ビルによると、ガソリンスタンドの男もレンジローバーの傷が直されていることに気づいていた。そこで、警察から質問されたときに、事故の起きた6時15分にはジェームズがビルに電話していたことにしてくれと言われる。ジェームズはビルの無礼さに腹をたてて殴って帰ってしまう。後から帰宅したアンは、明日ビルとフランスに旅立ち二人は2,3週間パリで過ごすと告げる。
孤独な嘘のネタバレあらすじ:転・罪と向き合う
ひき逃げ事件担当のマーシャル警部にジェームズはビルが指示した通りに嘘をつくが、マギーは夫をはねたのがビルの車であることを覚えていた。しかし、マギーが家政婦を努めていたローストン卿の屋敷で盗難をはたらき、その目撃者がビルだったという過去のいきさつがあり、その恨みでビルに罪を着せようとしているのではと警部は疑っていた。
ジェームズが会議でパリに行くと、ジェームズの宿泊するホテルにアンからの「会いたい」とう伝言があり、翌朝公園で会う。自分の保身のためにマギーの信用を貶めてしまったことを知りアンは苦しむ。
一方、別荘で庭仕事をしながらマギーは、窃盗を犯した過去にもかかわらず自分を信用して雇い長い失業から救ってくれたアンへの感謝をジェームズに語る。自分の目撃証言を否定するビルの偽りのアリバイを証言しているのがジェームズであるとは知らずに。
妻と離れて暮らし孤独が募るジェームズが秘書と一夜ベッドを共にした朝、ロンドンに戻っていたビルから電話が来る。アンとけんかして、アンが「罪と向き合う」と言って出ていったと言う。ジェームズはビルの運転する車でマギーの家へ行く。

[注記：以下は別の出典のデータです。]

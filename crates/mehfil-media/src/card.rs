//! Title card rendering.
//!
//! A title card is a fixed-duration video segment showing one performer's
//! details as white bold text on a black background, with a silent audio
//! track. The whole card is synthesized by FFmpeg in a single pass: a lavfi
//! `color` source for the background, an `anullsrc` source for audio, and a
//! `drawtext` filter chain for the text. Cards are encoded straight to the
//! target format so they never need a second normalization pass.
//!
//! Layout (for a 1080p card): performer name large near the top with the
//! location in parentheses under it, the free-text description wrapped at
//! nine words per line across the middle, then composition, raag and taal
//! stacked in the lower half. All values are title-cased. Empty fields draw
//! nothing rather than a placeholder.

use std::path::Path;
use tracing::info;

use mehfil_models::{title_case, EncodingConfig, PerformerRecord};

use crate::command::{run_ffmpeg, FfmpegCommand};
use crate::error::MediaResult;

/// Font size for the performer name
pub const NAME_FONT_SIZE: u32 = 85;
/// Font size for the location line
pub const LOCATION_FONT_SIZE: u32 = 60;
/// Font size for description lines
pub const DESCRIPTION_FONT_SIZE: u32 = 45;
/// Font size for the composition line
pub const COMPOSITION_FONT_SIZE: u32 = 80;
/// Font size for the raag line
pub const RAAG_FONT_SIZE: u32 = 70;
/// Font size for the taal line
pub const TAAL_FONT_SIZE: u32 = 60;
/// Words per wrapped description line
pub const DESCRIPTION_WORDS_PER_LINE: usize = 9;
/// Vertical step between description lines in pixels
pub const DESCRIPTION_LINE_STEP: u32 = 60;

/// Render one performer's title card to `output`.
pub async fn render_title_card(
    record: &PerformerRecord,
    font: &Path,
    encoding: &EncodingConfig,
    duration_secs: f64,
    output: impl AsRef<Path>,
) -> MediaResult<()> {
    let output = output.as_ref();

    info!(performer = %record.name, "Rendering title card");

    let background = format!(
        "color=c=black:s={}x{}:r={}:d={:.3}",
        encoding.width, encoding.height, encoding.fps, duration_secs
    );

    let cmd = FfmpegCommand::new(output)
        .lavfi_input(background)
        .lavfi_input(encoding.silent_audio_source())
        .video_filter(build_card_filter(record, font, encoding))
        .output_args(encoding.to_ffmpeg_args())
        .shortest();

    run_ffmpeg(&cmd)
        .await
        .map_err(|e| e.into_render(format!("title card for '{}'", record.name)))
}

/// Build the full `drawtext` filter chain for one record.
pub fn build_card_filter(record: &PerformerRecord, font: &Path, encoding: &EncodingConfig) -> String {
    let h = encoding.height;
    let mut lines: Vec<(String, u32, u32)> = Vec::new();

    lines.push((title_case(&record.name), NAME_FONT_SIZE, h / 6));
    if !record.location.is_empty() {
        lines.push((
            format!("({})", title_case(&record.location)),
            LOCATION_FONT_SIZE,
            h / 6 + 90,
        ));
    }

    let mut y = h / 3 + 40;
    for line in wrap_description(&record.description, DESCRIPTION_WORDS_PER_LINE) {
        lines.push((line, DESCRIPTION_FONT_SIZE, y));
        y += DESCRIPTION_LINE_STEP;
    }

    lines.push((
        title_case(&record.composition),
        COMPOSITION_FONT_SIZE,
        h / 2 + 80,
    ));
    if !record.raag.is_empty() {
        lines.push((
            format!("Raag {}", title_case(&record.raag)),
            RAAG_FONT_SIZE,
            h / 2 + 190,
        ));
    }
    if !record.taal.is_empty() {
        lines.push((
            format!("({})", title_case(&record.taal)),
            TAAL_FONT_SIZE,
            h / 2 + 280,
        ));
    }

    let font = escape_drawtext(&font.to_string_lossy());
    lines
        .iter()
        .filter(|(text, _, _)| !text.is_empty())
        .map(|(text, size, y)| drawtext_line(text, &font, *size, *y))
        .collect::<Vec<_>>()
        .join(",")
}

/// One centered `drawtext` filter. `font` must already be escaped.
fn drawtext_line(text: &str, font: &str, size: u32, y: u32) -> String {
    format!(
        "drawtext=fontfile='{}':text='{}':fontcolor=white:fontsize={}:x=(w-text_w)/2:y={}",
        font,
        escape_drawtext(text),
        size,
        y
    )
}

/// Split a description into lines of at most `words_per_line` words.
/// Returns no lines for blank input.
pub fn wrap_description(description: &str, words_per_line: usize) -> Vec<String> {
    let words: Vec<&str> = description.split_whitespace().collect();
    words
        .chunks(words_per_line)
        .map(|chunk| chunk.join(" "))
        .collect()
}

/// Escape text for use inside a single-quoted `drawtext` option within a
/// filter graph. Backslash must go first.
pub fn escape_drawtext(text: &str) -> String {
    text.replace('\\', "\\\\")
        .replace('\'', "\\'")
        .replace(':', "\\:")
        .replace(',', "\\,")
        .replace(';', "\\;")
        .replace('%', "\\%")
        .replace('[', "\\[")
        .replace(']', "\\]")
}

#[cfg(test)]
mod tests {
    use super::*;
    use std::path::PathBuf;

    fn record() -> PerformerRecord {
        PerformerRecord {
            name: "chirag agarwal".to_string(),
            location: "london".to_string(),
            composition: "bandish".to_string(),
            raag: "yaman".to_string(),
            taal: "teentaal".to_string(),
            description: "Disciple of the Gwalior gharana performing a traditional evening piece"
                .to_string(),
        }
    }

    fn font() -> PathBuf {
        PathBuf::from("/usr/share/fonts/truetype/dejavu/DejaVuSans-Bold.ttf")
    }

    #[test]
    fn test_wrap_description() {
        let lines = wrap_description("one two three four five six seven eight nine ten", 9);
        assert_eq!(lines.len(), 2);
        assert_eq!(lines[0], "one two three four five six seven eight nine");
        assert_eq!(lines[1], "ten");
    }

    #[test]
    fn test_wrap_description_blank() {
        assert!(wrap_description("", 9).is_empty());
        assert!(wrap_description("   ", 9).is_empty());
    }

    #[test]
    fn test_escape_drawtext() {
        assert_eq!(escape_drawtext("it's"), "it\\'s");
        assert_eq!(escape_drawtext("a:b"), "a\\:b");
        assert_eq!(escape_drawtext("a,b"), "a\\,b");
        assert_eq!(escape_drawtext("50%"), "50\\%");
        assert_eq!(escape_drawtext("back\\slash"), "back\\\\slash");
    }

    #[test]
    fn test_card_filter_contains_all_fields() {
        let filter = build_card_filter(&record(), &font(), &EncodingConfig::default());

        assert!(filter.contains("Chirag Agarwal"));
        assert!(filter.contains("(London)"));
        assert!(filter.contains("Bandish"));
        assert!(filter.contains("Raag Yaman"));
        assert!(filter.contains("(Teentaal)"));
        assert!(filter.contains("Disciple"));
        assert!(filter.contains("fontfile="));
        assert!(filter.contains("x=(w-text_w)/2"));
    }

    #[test]
    fn test_card_filter_long_description_wraps() {
        let mut r = record();
        r.description = (0..20).map(|i| format!("w{i}")).collect::<Vec<_>>().join(" ");
        let filter = build_card_filter(&r, &font(), &EncodingConfig::default());

        // 20 words at 9 per line is 3 description lines plus 5 field lines
        let count = filter.matches("drawtext=").count();
        assert_eq!(count, 8);
    }

    #[test]
    fn test_card_filter_empty_description_draws_nothing_for_it() {
        let mut r = record();
        r.description = String::new();
        let filter = build_card_filter(&r, &font(), &EncodingConfig::default());

        let count = filter.matches("drawtext=").count();
        assert_eq!(count, 5);
        assert!(!filter.contains("text='':"));
    }

    #[test]
    fn test_card_filter_is_deterministic() {
        let a = build_card_filter(&record(), &font(), &EncodingConfig::default());
        let b = build_card_filter(&record(), &font(), &EncodingConfig::default());
        assert_eq!(a, b);
    }

    #[test]
    fn test_card_filter_escapes_apostrophes() {
        let mut r = record();
        r.name = "D'Souza".to_string();
        let filter = build_card_filter(&r, &font(), &EncodingConfig::default());
        assert!(filter.contains("D\\'souza"));
    }
}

ジェームズの予想通りアンがいた。ジェームズとアンはマギーの夫をはねたのがアンであることを白状する。アンを守るためマギーは、既に家に呼んでしまったマーシャル警部が来ると、自分の見た車はビルの車とは違うようだと言って前言を翻し、警部を怒らせる。
孤独な嘘の結末:尽きない愛
アンはジェームズの元に戻り、平和な暮らしが帰ってきた。
しかし、ある日、ジェームズはロンドンでケンブリッジ大学時代の旧友に偶然呼び止められる。バッキンガムシャーに別荘があると言うと、友人は彼の親戚であるビルが末期ガンであることを話す。ビルを見舞ったジェームズは、アンには言わないように頼まれるが、アンにビルのことを話してしまう。ビルの世話をするためにアンは家を出て行った。
15か月後のある夜、ジェームズのロンドンの家をローストン卿が訪れる。息子へのアンの献身的な世話に感謝していることを言うためだった。その後ジェームズは、アンが病院を嫌うビルの看病を続けるアパートを訪れ、雨の降る中アンを呼び出し、君を愛している、だから自分との生活を幸福な思い出にしてほしいと告げる。
やがてビルは亡くなる。葬儀の後、ジェームズはロンドンに帰るアンを駅まで車で送るのだった。
以上、映画「孤独な嘘」のあらすじと結末でした。